My mom used to say “you’re going out of the house like that?!”, “where is your lipstick?”. She is old school Italian and I love her with all my heart but we are different, a lot different. She always puts on lipstick before stepping out of the house, out of the car, out of the booth at the restaurant. It’s one of those quirky, beautiful things that makes my mom who she is and stand out. However I can leave the house with my hair in a bun, with sweats on and barely any make-up and feel fine but that was not always the case.
From as long as I can remember I used to always ask for approval “do I look okay?”, “do you like my haircut”, “what do you think about this idea?"I always needed validation whether it be advice on what I was wearing or if I had what it took to write a book. I needed to have feedback to feel that I could do things. However, if the response was not what I was looking for than my heart would sink as the fire within me fizzled. I was insecure and afraid to just be me. If I asked someone how I looked and they said the dreaded words “Oh you look fine”, I would cringe as I ran to my room to change. Fine? The definition of scrapping by and being so-so I used to hate that word with a passion. If I told someone about my dreams and they didn’t line up with their ideas than I felt that they were just not good enough or unachievable.

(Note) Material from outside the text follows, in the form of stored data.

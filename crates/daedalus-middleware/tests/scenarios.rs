//! End-to-end simulation scenarios.
//!
//! Each test builds a small pipeline, simulates a request against it and
//! checks the observable outcome: status code, terminating node and the
//! shape of the trace.

use daedalus_core::{document, BranchCondition, ConditionOperator, MiddlewareKind};
use daedalus_middleware::{simulate_pipeline, StepDecision};
use daedalus_test::{NodeFixture, PipelineFixture, RequestFixture};

fn jwt_pipeline() -> PipelineFixture {
    PipelineFixture::new("jwt").node(NodeFixture::authentication("authn").config("authScheme", "JwtBearer"))
}

#[test]
fn test_missing_bearer_token_is_unauthorized() {
    jwt_pipeline()
        .simulate(RequestFixture::get("/api/users"))
        .unwrap()
        .assert_status_code(401)
        .assert_terminated_by(MiddlewareKind::Authentication)
        .assert_header("WWW-Authenticate", "Bearer");
}

#[test]
fn test_bearer_token_continues_to_routing() {
    let trace = jwt_pipeline()
        .node(NodeFixture::routing("routing"))
        .simulate(RequestFixture::get("/api/users").bearer_token("header.payload.signature"))
        .unwrap();

    trace
        .assert_step_count(2)
        .assert_not_terminated()
        .assert_status_code(200);
    assert_eq!(trace.steps()[0].decision, StepDecision::Continue);
    assert!(trace.result().success);
}

#[test]
fn test_lowercase_authorization_header_is_accepted() {
    jwt_pipeline()
        .simulate(RequestFixture::get("/").header("authorization", "Bearer a.b.c"))
        .unwrap()
        .assert_not_terminated();
}

#[test]
fn test_malformed_token_is_unauthorized() {
    jwt_pipeline()
        .simulate(RequestFixture::get("/").bearer_token("not-a-jwt"))
        .unwrap()
        .assert_status_code(401);
}

#[test]
fn test_cookie_scheme() {
    let pipeline = PipelineFixture::new("cookie")
        .node(NodeFixture::authentication("authn").config("authScheme", "Cookie"));

    pipeline
        .simulate(RequestFixture::get("/").cookie(".AspNetCore.Cookies", "x"))
        .unwrap()
        .assert_not_terminated();
    pipeline
        .simulate(RequestFixture::get("/"))
        .unwrap()
        .assert_status_code(401);
}

#[test]
fn test_missing_policy_claim_is_forbidden() {
    PipelineFixture::new("authz")
        .node(NodeFixture::authorization("authz").config("policies", vec!["admin"]))
        .simulate(RequestFixture::get("/").claim("role", "user"))
        .unwrap()
        .assert_status_code(403)
        .assert_terminated_by(MiddlewareKind::Authorization);
}

#[test]
fn test_policy_matches_claim_key() {
    PipelineFixture::new("authz")
        .node(NodeFixture::authorization("authz").config("policies", vec!["admin"]))
        .simulate(RequestFixture::get("/").claim("admin", "false"))
        .unwrap()
        .assert_not_terminated();
}

#[test]
fn test_unknown_route_is_not_found() {
    PipelineFixture::new("routes")
        .node(NodeFixture::routing("routing").config("routes", vec!["/api/users", "/api/posts"]))
        .simulate(RequestFixture::get("/api/invalid"))
        .unwrap()
        .assert_status_code(404)
        .assert_terminated_by(MiddlewareKind::Routing);
}

#[test]
fn test_endpoint_runs_after_later_middleware() {
    let trace = PipelineFixture::new("reorder")
        .node(NodeFixture::endpoint("users", "GET", "/api/users"))
        .node(NodeFixture::custom("custom", "AuditMiddleware"))
        .simulate(RequestFixture::get("/api/users"))
        .unwrap();

    let custom = trace.step_index("custom", StepDecision::Continue).unwrap();
    let matched = trace.step_index("users", StepDecision::Terminate).unwrap();
    assert!(custom < matched);

    let note = trace.step_mentioning(&["Code order", "Execution order"]).unwrap();
    assert_eq!(trace.steps()[note].middleware_type, None);
    let first_endpoint_step = trace
        .steps()
        .iter()
        .position(|step| step.middleware_type == Some(MiddlewareKind::MinimalApiEndpoint))
        .unwrap();
    assert!(custom < first_endpoint_step);
    assert!(trace
        .result()
        .steps_for("users")
        .all(|step| !step.action.contains("Code order")));
    trace
        .assert_step_mentioning(&["Code order", "Execution order"])
        .assert_status_code(200)
        .assert_terminated_by(MiddlewareKind::MinimalApiEndpoint);
}

#[test]
fn test_no_reorder_note_when_middleware_comes_first() {
    PipelineFixture::new("in-order")
        .node(NodeFixture::custom("custom", "AuditMiddleware"))
        .node(NodeFixture::endpoint("users", "GET", "/api/users"))
        .simulate(RequestFixture::get("/api/users"))
        .unwrap()
        .assert_no_step_mentioning(&["Code order", "Execution order"])
        .assert_decisions(&[StepDecision::Continue, StepDecision::Terminate, StepDecision::Info]);
}

#[test]
fn test_unmatched_endpoint_falls_through() {
    PipelineFixture::new("miss")
        .node(NodeFixture::endpoint("users", "GET", "/api/users"))
        .simulate(RequestFixture::post("/api/users"))
        .unwrap()
        .assert_not_terminated()
        .assert_status_code(200);
}

#[test]
fn test_rate_limit_accumulates_across_requests() {
    let trace = PipelineFixture::new("limits")
        .node(
            NodeFixture::rate_limiting("limiter")
                .config("permitLimit", 3)
                .config("policyName", "p"),
        )
        .simulate_repeated(RequestFixture::get("/"), 5)
        .unwrap();

    trace
        .assert_iteration_statuses(&[200, 200, 200, 429, 429])
        .assert_status_code(429)
        .assert_terminated_by(MiddlewareKind::RateLimiting)
        .assert_step_mentioning(&["Request #4"]);
    assert!(!trace.result().success);
}

#[test]
fn test_rate_limit_state_is_per_call() {
    let fixture = PipelineFixture::new("limits").node(
        NodeFixture::rate_limiting("limiter")
            .config("permitLimit", 1)
            .config("policyName", "p"),
    );

    fixture.simulate(RequestFixture::get("/")).unwrap().assert_status_code(200);
    fixture.simulate(RequestFixture::get("/")).unwrap().assert_status_code(200);
}

#[test]
fn test_cors_rejects_foreign_origin() {
    let fixture = PipelineFixture::new("cors")
        .node(NodeFixture::cors("cors").config("allowedOrigins", vec!["https://example.com"]));

    fixture
        .simulate(RequestFixture::get("/").origin("https://evil.com"))
        .unwrap()
        .assert_status_code(403)
        .assert_terminated_by(MiddlewareKind::Cors);

    let allowed = fixture
        .simulate(RequestFixture::get("/").origin("https://example.com"))
        .unwrap();
    allowed
        .assert_decisions(&[StepDecision::Continue])
        .assert_header("Access-Control-Allow-Origin", "https://example.com");
}

#[test]
fn test_static_file_short_circuits() {
    PipelineFixture::new("static")
        .node(NodeFixture::static_files("static"))
        .node(NodeFixture::routing("routing").config("routes", vec!["/api/*"]))
        .simulate(RequestFixture::get("/css/site.css"))
        .unwrap()
        .assert_status_code(200)
        .assert_terminated_by(MiddlewareKind::StaticFiles)
        .assert_step_count(1);
}

#[test]
fn test_branch_on_claim() {
    let fixture = PipelineFixture::new("branch").node(
        NodeFixture::custom("tenant", "TenantMiddleware")
            .when(BranchCondition::claim("tier", ConditionOperator::Equals, "gold"))
            .on_true([NodeFixture::custom("gold", "GoldMiddleware")])
            .on_false([NodeFixture::rate_limiting("limiter").config("permitLimit", 0)]),
    );

    let gold = fixture
        .simulate(RequestFixture::get("/").claim("tier", "gold"))
        .unwrap();
    gold.assert_not_terminated();
    assert!(gold.step_index("tenant", StepDecision::TrueBranch).is_some());
    assert!(gold.step_index("gold", StepDecision::Continue).is_some());

    fixture
        .simulate(RequestFixture::get("/"))
        .unwrap()
        .assert_status_code(429);
}

#[test]
fn test_hsts_and_compression_headers() {
    PipelineFixture::new("headers")
        .node(NodeFixture::https("https").with_defaults())
        .node(NodeFixture::compression("compression").with_defaults())
        .simulate(RequestFixture::get("/").accept_encoding("gzip, br"))
        .unwrap()
        .assert_not_terminated()
        .assert_header("Strict-Transport-Security", "max-age=31536000; includeSubDomains")
        .assert_header("Vary", "Accept-Encoding");
}

#[test]
fn test_imported_document_simulates() {
    let json = r#"{
        "id": "p1",
        "name": "Imported",
        "middlewares": [
            {"id": "auth", "type": "Authentication", "order": 0, "config": {"authScheme": "JwtBearer"}},
            {"id": "routes", "type": "Routing", "order": 1, "config": {"routes": ["/api/*"]}}
        ]
    }"#;
    let pipeline = document::import_from_json(json).unwrap();
    let request = RequestFixture::get("/api/users").bearer_token("h.p.s").build();

    let result = simulate_pipeline(&pipeline, &request, 1).unwrap();
    assert!(result.success);
    assert_eq!(result.steps.len(), 2);
    assert_eq!(result.iterations[0].request_number, 1);
}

But then one day I went to the supermarket with my mom sans makeup, we parted ways to get different items and this young gentlemen approached my mom. He told her that I was a gorgeous girl and if he was taller that he would ask me out (I’m 5’10). My proud mom raved about me and how I was her daughter and then went on to tell me about her encounter. I will never forget that day because I seriously did not do a thing to look pretty. I had my hair up and no makeup on yet he thought I was pretty. It came as a surprise to me as I never really thought I could quite possibly be cute just as I am. Unfortunately it took a butcher at the store for me to realize that I was putting too much time wondering what other people thought of me and needed to just be me. Then as I started writing my fears, struggles, and what I really felt about faith and life I started sending my posts to my closest friends. As days would pass one of them would bring up my little post and tell me how much it meant to them and how it helped them when they were having a bad day. One friend even told me that she made a folder with my name on it where she kept all my posts when she needed inspiration. What?? My writing could really mean that much to someone? That was mind bottling to me and I felt so incredibly humbled because I was just being me.
I finally found that being my own person can bring the most blessing and is the most pleasing to the Lord. I decided to conciously stop seeking out others definition of beauty or what I should be and found confidence in the way God made me. Not everyone will think I’m pretty or like my latest hair style-and that is okay. Not everyone will like my posts or agree with me-that is okay too. As I was writing this post I felt completely full of myself for telling the story about the butcher and how he thought I was pretty however I realized I was again worrying about approval. We are made to embrace who we are, our quirky things, our tedious things, our silly things. I truly think that as long as our intentions are pure, lovely and true we can’t go wrong no matter what we look like or what dreams we want to pursue.
Blogging has exposed a lot of my insecurities all over again, until I met other girls who are embracing who they are without seeking the approval of others. They put themselves out there and are so real that it is refreshing, it’s beautiful to see other woman that can be funny, vulnerable, unpredictable, and open their lives up with transparency. It inspires me and reminds me it’s great to just be who we are.